The odd and angular “Sucker” barely sounds like the Wedding Present, and more like a Fall outtake. It’s not bad, it’s just disposable. The same is true, unfortunately, of the cover of Butterglory’s “Waiting On the Guns.” This is a very poor start to a very good album, but things improve dramatically with “Jet Girl,” which sounds like it came from the Watusi sessions. Key to its appeal are Gedge’s excellent lyrics, as well as the harmony vocals from Jayne Lockey, who sings on all songs and plays bass on some of them. The mind-blowing cover of Tom Waits’s “Red Shoes By the Drugstore” is gritty and menacing, with a bass line so aggressively taunting that it might as well pull your pants down and laugh at you.

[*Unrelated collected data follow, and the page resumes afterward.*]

//! Configuration for the image generator.

use std::path::{Path, PathBuf};

use anyhow::Context;
use radar_core::Palette;
use serde::{Deserialize, Serialize};

/// Top-level configuration loaded from a TOML file.
#[derive(Debug, Clone, Serialize, Deserialize)]
#[serde(default)]
pub struct GenConfig {
    /// Display colors in framebuffer index order, as `[r, g, b]` triples.
    pub palette: Palette,
    /// Output image settings.
    pub output: OutputConfig,
    /// Zoom applied after cropping to the panel aspect ratio.
    pub zoom: ZoomConfig,
    /// Preview image settings.
    pub preview: PreviewConfig,
    /// Forecast lead time.
    pub forecast: ForecastConfig,
    /// Logging settings.
    pub logging: LoggingConfig,
}

#[derive(Debug, Clone, Serialize, Deserialize)]
#[serde(default)]
pub struct OutputConfig {
    /// Panel width in pixels.
    pub width: u16,
    /// Panel height in pixels.
    pub height: u16,
    /// Directory the generated files are written to.
    pub dir: PathBuf,
}

#[derive(Debug, Clone, Serialize, Deserialize)]
#[serde(default)]
pub struct ZoomConfig {
    /// Fraction of the cropped map kept on each axis (1.0 = no zoom).
    pub scale: f64,
    /// Zoom centre as a fraction of the cropped width.
    pub centre_x: f64,
    /// Zoom centre as a fraction of the cropped height.
    pub centre_y: f64,
}

#[derive(Debug, Clone, Serialize, Deserialize)]
#[serde(default)]
pub struct PreviewConfig {
    /// Saturation multiplier for `combined.jpg`.
    pub saturation: f32,
    /// JPEG quality for `combined.jpg`.
    pub jpeg_quality: u8,
}

#[derive(Debug, Clone, Serialize, Deserialize)]
#[serde(default)]
pub struct ForecastConfig {
    /// Minutes ahead of the snapshot the precipitation tiles show.
    pub minutes: u32,
    /// IANA zone the caption's timestamp is shown in.
    pub timezone: String,
}

#[derive(Debug, Clone, Serialize, Deserialize)]
#[serde(default)]
pub struct LoggingConfig {
    /// Log level: "trace", "debug", "info", "warn", "error".
    pub level: String,
}

// ── Defaults ─────────────────────────────────────────────────────

impl Default for GenConfig {
    fn default() -> Self {
        Self {
            palette: Palette::inky7(),
            output: OutputConfig::default(),
            zoom: ZoomConfig::default(),
            preview: PreviewConfig::default(),
            forecast: ForecastConfig::default(),
            logging: LoggingConfig::default(),
        }
    }
}

impl Default for OutputConfig {
    fn default() -> Self {
        Self {
            width: radar_core::WIDTH,
            height: radar_core::HEIGHT,
            dir: PathBuf::from("images"),
        }
    }
}

impl Default for ZoomConfig {
    fn default() -> Self {
        Self {
            scale: 0.7,
            centre_x: 0.38,
            centre_y: 0.35,
        }
    }
}

impl Default for PreviewConfig {
    fn default() -> Self {
        Self {
            saturation: 1.3,
            jpeg_quality: 85,
        }
    }
}

impl Default for ForecastConfig {
    fn default() -> Self {
        Self {
            minutes: 10,
            timezone: "Europe/London".into(),
        }
    }
}

impl Default for LoggingConfig {
    fn default() -> Self {
        Self {
            level: "info".into(),
        }
    }
}

// ── Loading ──────────────────────────────────────────────────────

impl GenConfig {
    /// Load from a TOML file. No path means defaults; a path that does
    /// not parse is an error.
    pub fn load(path: Option<&Path>) -> anyhow::Result<Self> {
        let Some(path) = path else {
            return Ok(Self::default());
        };
        let contents = std::fs::read_to_string(path)
            .with_context(|| format!("failed to read config {}", path.display()))?;
        let cfg: Self = toml::from_str(&contents)
            .with_context(|| format!("invalid config {}", path.display()))?;
        cfg.validate()?;
        Ok(cfg)
    }

    fn validate(&self) -> anyhow::Result<()> {
        if self.output.width == 0 || self.output.height == 0 {
            anyhow::bail!(
                "output size must be non-zero, got {}x{}",
                self.output.width,
                self.output.height
            );
        }
        if !(self.zoom.scale > 0.0 && self.zoom.scale <= 1.0) {
            anyhow::bail!("zoom.scale must be in (0, 1], got {}", self.zoom.scale);
        }
        crate::caption::parse_zone(&self.forecast.timezone)?;
        Ok(())
    }
}

// ── Tests ────────────────────────────────────────────────────────

#[cfg(test)]
mod tests {
    use super::*;
    use radar_core::Rgb;

    #[test]
    fn default_config_serializes() {
        let cfg = GenConfig::default();
        let text = toml::to_string_pretty(&cfg).unwrap();
        assert!(text.contains("palette"));
        assert!(text.contains("saturation"));
    }

    #[test]
    fn roundtrip_config() {
        let cfg = GenConfig::default();
        let text = toml::to_string_pretty(&cfg).unwrap();
        let parsed: GenConfig = toml::from_str(&text).unwrap();
        assert_eq!(parsed.output.width, 800);
        assert_eq!(parsed.output.height, 480);
        assert_eq!(parsed.palette, Palette::inky7());
        assert_eq!(parsed.forecast.minutes, 10);
        assert_eq!(parsed.forecast.timezone, "Europe/London");
    }

    #[test]
    fn partial_file_fills_defaults() {
        let parsed: GenConfig = toml::from_str(
            r#"
            palette = [[0, 0, 0], [255, 255, 255]]

            [zoom]
            scale = 1.0
            "#,
        )
        .unwrap();
        assert_eq!(parsed.palette.len(), 2);
        assert_eq!(parsed.palette.get(1), Some(Rgb::new(255, 255, 255)));
        assert_eq!(parsed.zoom.scale, 1.0);
        assert_eq!(parsed.zoom.centre_x, 0.38);
        assert_eq!(parsed.preview.jpeg_quality, 85);
    }

    #[test]
    fn empty_palette_rejected() {
        let parsed: Result<GenConfig, _> = toml::from_str("palette = []");
        assert!(parsed.is_err());
    }

    #[test]
    fn bad_timezone_rejected() {
        let mut cfg = GenConfig::default();
        assert!(cfg.validate().is_ok());
        cfg.forecast.timezone = "Nowhere/Special".into();
        assert!(cfg.validate().is_err());
    }

    #[test]
    fn bad_zoom_rejected() {
        let mut cfg = GenConfig::default();
        cfg.zoom.scale = 1.5;
        assert!(cfg.validate().is_err());
    }
}
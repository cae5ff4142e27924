use anyhow::Context;
use chrono::{DateTime, Utc};
use chrono_tz::Tz;

pub fn parse_zone(name: &str) -> anyhow::Result<Tz> {
    name.parse::<Tz>()
        .map_err(|e| anyhow::anyhow!("unknown time zone {:?}: {}", name, e))
}

/// Panel caption: snapshot time in local wall-clock time plus the
/// forecast lead, e.g. `2024-10-09 13:00:00 + 10 mins forecast`.
pub fn forecast_caption(precip_ts: i64, minutes: u32, zone: Tz) -> anyhow::Result<String> {
    let utc = DateTime::<Utc>::from_timestamp(precip_ts, 0)
        .with_context(|| format!("timestamp {} out of range", precip_ts))?;
    let local = utc.with_timezone(&zone);
    Ok(format!("{} + {} mins forecast", local.format("%Y-%m-%d %H:%M:%S"), minutes))
}

#[cfg(test)]
mod tests {
    use super::*;

    #[test]
    fn london_summer_time() {
        let zone = parse_zone("Europe/London").unwrap();
        assert_eq!(
            forecast_caption(1_728_475_200, 10, zone).unwrap(),
            "2024-10-09 13:00:00 + 10 mins forecast"
        );
    }

    #[test]
    fn london_winter_time() {
        let zone = parse_zone("Europe/London").unwrap();
        assert_eq!(
            forecast_caption(1_736_942_400, 30, zone).unwrap(),
            "2025-01-15 12:00:00 + 30 mins forecast"
        );
    }

    #[test]
    fn other_zone() {
        let zone = parse_zone("America/New_York").unwrap();
        assert_eq!(
            forecast_caption(1_736_942_400, 10, zone).unwrap(),
            "2025-01-15 07:00:00 + 10 mins forecast"
        );
    }

    #[test]
    fn bad_zone_and_timestamp() {
        assert!(parse_zone("Mars/Olympus").is_err());
        assert!(forecast_caption(i64::MAX, 10, Tz::UTC).is_err());
    }
}
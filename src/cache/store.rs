//! ResourceCache - abstract snapshot storage with invalidation and subscriptions.

use super::{CacheEntry, CacheError, CacheEvent};
use crate::resource::{Resource, ResourceKey, Versioned};

/// Abstract client-side resource cache.
///
/// Reads go through `get`; only fetches (`put`, `begin_fetch`, `fail_fetch`)
/// and invalidation change entries. Components never edit cached data.
pub trait ResourceCache: Send + Sync {
    /// Read the entry for a resource id.
    fn get<R: Resource>(&self, id: &str) -> Result<CacheEntry<R>, CacheError>;

    /// Store a freshly fetched snapshot. Bumps the entry version.
    fn put<R: Resource>(&self, resource: &R) -> Result<Versioned<R>, CacheError>;

    /// Mark a fetch for `key` as in flight.
    fn begin_fetch(&self, key: &ResourceKey) -> Result<(), CacheError>;

    /// Record a failed fetch for `key`.
    fn fail_fetch(&self, key: &ResourceKey, message: &str) -> Result<(), CacheError>;

    /// Mark `key` stale so the next load refetches. Returns true if a
    /// snapshot existed.
    fn invalidate(&self, key: &ResourceKey) -> Result<bool, CacheError>;

    /// Invalidate every entry of a collection. Returns the number of entries marked stale.
    fn invalidate_collection(&self, collection: &str) -> Result<usize, CacheError>;

    /// Drop the entry for `key`.
    fn remove(&self, key: &ResourceKey) -> Result<bool, CacheError>;

    /// Register a callback for changes to `key`. Returns a subscription id.
    fn subscribe<F>(&self, key: &ResourceKey, callback: F) -> Result<String, CacheError>
    where
        F: Fn(CacheEvent) + Send + Sync + 'static;

    /// Remove a subscription.
    fn unsubscribe(&self, subscription: &str) -> Result<(), CacheError>;
}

This brings us to the amazing Mini album portion of the comp, a resounding success mostly because Gedge is at the top of his game, going all in on the automobile metaphors. The music, however, cannot be overlooked. “Drive,” in fact, features a high-octane distorted guitar part. “Love Machine” has lovely background vocals and Gedge sounds appropriately anguished, as the band bashes about in midtempo (with a nice, subdued instrumental passage). “Go, Man, Go” is touching, with a muscular groove serving as the backdrop to a great vocal melody. A Seamonsters-like crawl dominates (most of) “Mercury,” which is only 26 layers of distortion away from having been on that album. The wittiest number is “Convertible,” in which Gedge seeks to seduce a new conquest despite already being attached (“Oh yes, her / I’m still with her / But I guess I’m always convertible / Just flick the switch and I’m yours”), only to be shot down by Lockey’s character:  “Yeah, you were just saying . . . / But I’m afraid you’re not staying / Because I’m not as naive / As you believe.” A warm organ, layered male and female harmonies, and sprightly drumming make this one of the best songs of the Wedding Present’s career, and definitely of the back half of their classic period. Drummer Simon Smith flexes his muscles on “Sports Car,” and likewise someone (Darren Belk, I guess) does a fine impersonation of Seamonsters-era Peter Solowka.

“2, 3, Go” is, oddly, also automobile-centric, and pretty good, at least in the chorus. The xylophone/vibes on the acoustic version of “Jet Girl” are giddily adorable. The harmony-threaded rave-up “Up” is a nice little gem. Gedge delivers one of his best ballads with the vulnerable and sorrowful “Montreal.” Lockey sings lead on the acoustic version of “Sports Car,” working an effective transformation. There is an exciting enthusiasm to “Project Cenzo” that does not quite manage to steamroll concerns about the lackluster songwriting. The cover of the Cheers theme song – yes, “Where Everybody Knows Your Name” – is entertaining once. And I certainly will never turn down a live version of “Brassneck.”

The Best Thing About This Album

“Convertible” races straight down the dragstrip of my heart.

Release Date

October, 1999

The Cover Art

This is a neat, cotton candy abstraction, and certainly unusual for a record company compilation. I also like the superimposition of the text and fonts – it has a very 4AD/v23 feel. Where the record company did skimp was on the booklet. The liner notes on the inside are printed (if I can use that word) in verrrrrrrrrrrrry faint white ink on a black background and are essentially invisible. I could no more tell you who designed this cover than I could traverse the Sahara on rollerblades.